### Stored data
--
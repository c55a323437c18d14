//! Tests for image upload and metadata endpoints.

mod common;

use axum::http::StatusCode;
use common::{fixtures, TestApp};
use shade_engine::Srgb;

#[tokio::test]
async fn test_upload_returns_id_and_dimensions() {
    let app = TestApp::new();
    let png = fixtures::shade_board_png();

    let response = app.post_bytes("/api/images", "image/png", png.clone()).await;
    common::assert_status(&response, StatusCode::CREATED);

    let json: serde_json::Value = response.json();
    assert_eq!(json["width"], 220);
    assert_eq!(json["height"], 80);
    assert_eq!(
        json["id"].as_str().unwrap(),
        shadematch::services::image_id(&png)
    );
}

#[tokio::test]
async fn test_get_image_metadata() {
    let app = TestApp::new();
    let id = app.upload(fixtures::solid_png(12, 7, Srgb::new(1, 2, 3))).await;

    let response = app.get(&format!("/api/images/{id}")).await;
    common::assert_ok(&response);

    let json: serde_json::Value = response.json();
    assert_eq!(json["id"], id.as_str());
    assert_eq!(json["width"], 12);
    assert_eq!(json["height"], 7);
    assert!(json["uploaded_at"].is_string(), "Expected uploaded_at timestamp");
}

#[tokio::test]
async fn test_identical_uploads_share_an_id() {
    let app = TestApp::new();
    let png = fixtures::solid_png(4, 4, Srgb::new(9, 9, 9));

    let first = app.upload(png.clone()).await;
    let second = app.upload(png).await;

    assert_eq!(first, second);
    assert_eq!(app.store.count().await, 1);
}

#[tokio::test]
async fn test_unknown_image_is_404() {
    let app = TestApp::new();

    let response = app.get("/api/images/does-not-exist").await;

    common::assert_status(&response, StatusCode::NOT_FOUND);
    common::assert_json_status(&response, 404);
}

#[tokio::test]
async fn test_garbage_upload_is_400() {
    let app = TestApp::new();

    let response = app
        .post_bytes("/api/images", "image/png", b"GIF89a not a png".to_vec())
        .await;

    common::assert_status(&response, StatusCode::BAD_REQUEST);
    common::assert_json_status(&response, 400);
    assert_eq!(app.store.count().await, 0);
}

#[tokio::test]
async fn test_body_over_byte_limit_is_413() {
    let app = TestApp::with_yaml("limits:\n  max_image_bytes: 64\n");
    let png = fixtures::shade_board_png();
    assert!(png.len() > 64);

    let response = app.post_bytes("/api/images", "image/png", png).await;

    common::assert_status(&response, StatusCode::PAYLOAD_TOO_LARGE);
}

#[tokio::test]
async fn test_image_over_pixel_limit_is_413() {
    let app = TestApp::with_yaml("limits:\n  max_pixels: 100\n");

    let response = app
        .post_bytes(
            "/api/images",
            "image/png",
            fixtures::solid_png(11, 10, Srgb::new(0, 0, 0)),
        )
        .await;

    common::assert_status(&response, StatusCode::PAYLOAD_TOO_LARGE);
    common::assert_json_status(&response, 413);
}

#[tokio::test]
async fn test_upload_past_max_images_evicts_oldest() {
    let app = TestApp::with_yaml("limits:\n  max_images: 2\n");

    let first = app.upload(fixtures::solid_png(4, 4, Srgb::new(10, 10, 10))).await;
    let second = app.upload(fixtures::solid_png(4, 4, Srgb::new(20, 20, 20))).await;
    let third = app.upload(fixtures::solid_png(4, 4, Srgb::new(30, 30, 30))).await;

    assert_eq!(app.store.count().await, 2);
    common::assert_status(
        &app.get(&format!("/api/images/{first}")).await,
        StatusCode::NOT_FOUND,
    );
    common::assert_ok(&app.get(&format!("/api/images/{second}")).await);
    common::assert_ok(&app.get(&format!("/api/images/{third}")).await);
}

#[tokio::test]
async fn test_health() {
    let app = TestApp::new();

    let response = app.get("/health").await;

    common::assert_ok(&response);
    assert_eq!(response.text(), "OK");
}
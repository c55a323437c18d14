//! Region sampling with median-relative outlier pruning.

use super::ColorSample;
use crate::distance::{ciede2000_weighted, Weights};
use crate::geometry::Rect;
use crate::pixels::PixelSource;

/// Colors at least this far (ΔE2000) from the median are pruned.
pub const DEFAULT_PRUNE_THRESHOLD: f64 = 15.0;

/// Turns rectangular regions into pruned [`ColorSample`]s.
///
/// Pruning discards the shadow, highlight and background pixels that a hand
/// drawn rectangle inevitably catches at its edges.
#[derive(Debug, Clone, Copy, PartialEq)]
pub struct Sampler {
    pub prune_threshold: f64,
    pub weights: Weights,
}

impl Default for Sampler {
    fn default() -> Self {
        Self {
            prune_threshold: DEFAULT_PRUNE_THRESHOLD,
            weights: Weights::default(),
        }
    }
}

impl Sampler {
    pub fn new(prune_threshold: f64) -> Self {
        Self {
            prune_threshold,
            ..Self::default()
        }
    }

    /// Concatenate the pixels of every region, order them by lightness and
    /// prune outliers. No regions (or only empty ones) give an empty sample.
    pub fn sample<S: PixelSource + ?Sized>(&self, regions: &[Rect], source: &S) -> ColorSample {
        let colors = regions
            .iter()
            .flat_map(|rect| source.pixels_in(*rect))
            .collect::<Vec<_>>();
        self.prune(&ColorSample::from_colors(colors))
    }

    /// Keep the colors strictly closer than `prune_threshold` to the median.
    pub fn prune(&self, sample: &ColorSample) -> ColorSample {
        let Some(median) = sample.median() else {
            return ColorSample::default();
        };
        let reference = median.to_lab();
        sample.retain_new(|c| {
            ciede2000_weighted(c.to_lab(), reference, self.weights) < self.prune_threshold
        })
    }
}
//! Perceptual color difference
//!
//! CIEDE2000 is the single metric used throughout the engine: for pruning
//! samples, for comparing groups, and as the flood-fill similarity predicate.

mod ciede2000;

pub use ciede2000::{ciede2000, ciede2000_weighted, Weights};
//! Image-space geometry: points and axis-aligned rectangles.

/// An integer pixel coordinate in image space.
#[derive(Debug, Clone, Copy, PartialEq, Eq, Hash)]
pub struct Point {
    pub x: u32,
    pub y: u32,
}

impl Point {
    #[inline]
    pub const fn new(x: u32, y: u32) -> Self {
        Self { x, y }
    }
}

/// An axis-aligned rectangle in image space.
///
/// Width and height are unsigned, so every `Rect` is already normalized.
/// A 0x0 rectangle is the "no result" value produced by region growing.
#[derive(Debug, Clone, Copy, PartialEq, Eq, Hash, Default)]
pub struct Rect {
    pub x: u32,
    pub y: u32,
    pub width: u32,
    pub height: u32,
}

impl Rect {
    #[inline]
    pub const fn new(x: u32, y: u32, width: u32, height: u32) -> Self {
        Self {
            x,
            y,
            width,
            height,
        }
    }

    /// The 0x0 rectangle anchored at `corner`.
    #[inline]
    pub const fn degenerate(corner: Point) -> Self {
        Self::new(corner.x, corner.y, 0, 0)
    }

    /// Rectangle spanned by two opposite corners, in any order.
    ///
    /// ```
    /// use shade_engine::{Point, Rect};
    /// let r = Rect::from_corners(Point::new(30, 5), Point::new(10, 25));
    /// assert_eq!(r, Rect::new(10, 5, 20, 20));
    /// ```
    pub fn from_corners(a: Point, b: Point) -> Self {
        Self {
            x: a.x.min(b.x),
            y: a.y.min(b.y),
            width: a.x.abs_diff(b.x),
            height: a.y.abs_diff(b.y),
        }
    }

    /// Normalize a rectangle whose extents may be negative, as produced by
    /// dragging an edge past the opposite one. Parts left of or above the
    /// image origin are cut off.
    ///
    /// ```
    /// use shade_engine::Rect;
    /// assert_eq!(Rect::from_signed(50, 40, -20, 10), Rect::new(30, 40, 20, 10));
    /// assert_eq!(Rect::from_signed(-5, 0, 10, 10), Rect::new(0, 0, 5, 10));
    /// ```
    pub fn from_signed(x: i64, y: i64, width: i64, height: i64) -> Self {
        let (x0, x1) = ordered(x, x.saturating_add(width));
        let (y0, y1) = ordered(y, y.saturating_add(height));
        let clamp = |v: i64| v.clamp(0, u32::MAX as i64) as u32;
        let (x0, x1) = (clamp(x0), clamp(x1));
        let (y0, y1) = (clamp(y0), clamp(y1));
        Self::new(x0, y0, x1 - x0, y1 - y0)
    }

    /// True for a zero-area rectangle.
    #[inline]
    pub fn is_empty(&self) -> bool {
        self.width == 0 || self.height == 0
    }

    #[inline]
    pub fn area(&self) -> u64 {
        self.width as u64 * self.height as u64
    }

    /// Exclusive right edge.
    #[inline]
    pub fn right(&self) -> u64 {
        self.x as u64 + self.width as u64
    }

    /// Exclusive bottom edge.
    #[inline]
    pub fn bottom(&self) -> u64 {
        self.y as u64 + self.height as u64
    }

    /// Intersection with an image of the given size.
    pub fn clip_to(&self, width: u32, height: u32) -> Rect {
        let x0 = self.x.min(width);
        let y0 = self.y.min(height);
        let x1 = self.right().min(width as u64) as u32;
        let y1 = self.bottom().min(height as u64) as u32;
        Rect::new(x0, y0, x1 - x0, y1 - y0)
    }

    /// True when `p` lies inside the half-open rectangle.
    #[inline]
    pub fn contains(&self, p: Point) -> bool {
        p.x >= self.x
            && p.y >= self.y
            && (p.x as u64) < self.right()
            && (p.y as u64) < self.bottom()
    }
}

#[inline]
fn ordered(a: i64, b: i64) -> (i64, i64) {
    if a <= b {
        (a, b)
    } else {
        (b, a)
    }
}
--
### What to produce
Among the lines above, which contain the word "bool"? Copy every one.

### Solved problem
    pub fn is_empty(&self) -> bool {
    pub fn contains(&self, p: Point) -> bool {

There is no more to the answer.